[Stored data entries]
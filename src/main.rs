use std::sync::Arc;

use anyhow::Context;
use tower_http::cors::CorsLayer;
use tracing_subscriber::{layer::SubscriberExt, util::SubscriberInitExt, EnvFilter};

use content_dashboard::{
    api::{create_router, AppState},
    config::Config,
    db::{create_redis_client, Cache, FileStore, PreferencesStore, RedisStore},
    services::{
        providers::{MockSocialProvider, NewsApiProvider, OmdbProvider, Sources},
        DashboardOptions,
    },
};

#[tokio::main]
async fn main() -> anyhow::Result<()> {
    tracing_subscriber::registry()
        .with(
            EnvFilter::try_from_default_env()
                .unwrap_or_else(|_| EnvFilter::new("content_dashboard=info,tower_http=info")),
        )
        .with(tracing_subscriber::fmt::layer())
        .init();

    let config = Config::from_env()?;

    let redis_client = config
        .redis_url
        .as_deref()
        .map(create_redis_client)
        .transpose()
        .context("Invalid REDIS_URL")?;

    let (cache, cache_writer) = match &redis_client {
        Some(client) => {
            let (cache, writer) = Cache::new(client.clone()).await;
            (Some(cache), Some(writer))
        }
        None => {
            tracing::info!("No Redis configured, upstream responses are not cached");
            (None, None)
        }
    };

    let store: Arc<dyn PreferencesStore> = match redis_client {
        Some(client) => Arc::new(RedisStore::new(client)),
        None => Arc::new(FileStore::new(&config.preferences_path)),
    };

    let sources = Sources::new(
        Arc::new(NewsApiProvider::new(
            config.news_api_key.clone(),
            config.news_api_url.clone(),
            config.upstream_timeout(),
            cache.clone(),
        )?),
        Arc::new(OmdbProvider::new(
            config.omdb_api_key.clone(),
            config.omdb_api_url.clone(),
            config.upstream_timeout(),
            cache,
        )?),
        Arc::new(MockSocialProvider::new()),
    );

    let options = DashboardOptions {
        search_debounce: config.search_debounce(),
        refresh_debounce: config.refresh_debounce(),
        default_page_size: config.default_page_size,
    };
    let (state, preferences_writer) = AppState::build(sources, store, options).await;

    // First fill of the dashboard
    let outcome = state.dashboard.refresh().await;
    tracing::info!(outcome = ?outcome, "Initial content loaded");

    let app = create_router(state).layer(CorsLayer::permissive());

    let address = config.bind_address();
    let listener = tokio::net::TcpListener::bind(&address)
        .await
        .with_context(|| format!("Failed to bind {}", address))?;
    tracing::info!(address = %address, "Server running");

    axum::serve(listener, app)
        .with_graceful_shutdown(shutdown_signal())
        .await?;

    preferences_writer.shutdown().await;
    if let Some(writer) = cache_writer {
        writer.shutdown().await;
    }

    Ok(())
}

async fn shutdown_signal() {
    if let Err(e) = tokio::signal::ctrl_c().await {
        tracing::error!(error = %e, "Failed to listen for shutdown signal");
    }
    tracing::info!("Shutdown signal received");
}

# Instructions to follow
Considering the records above, state how many lines contain the word "CorsLayer", with nothing else in your reply.

# Solution to this task
2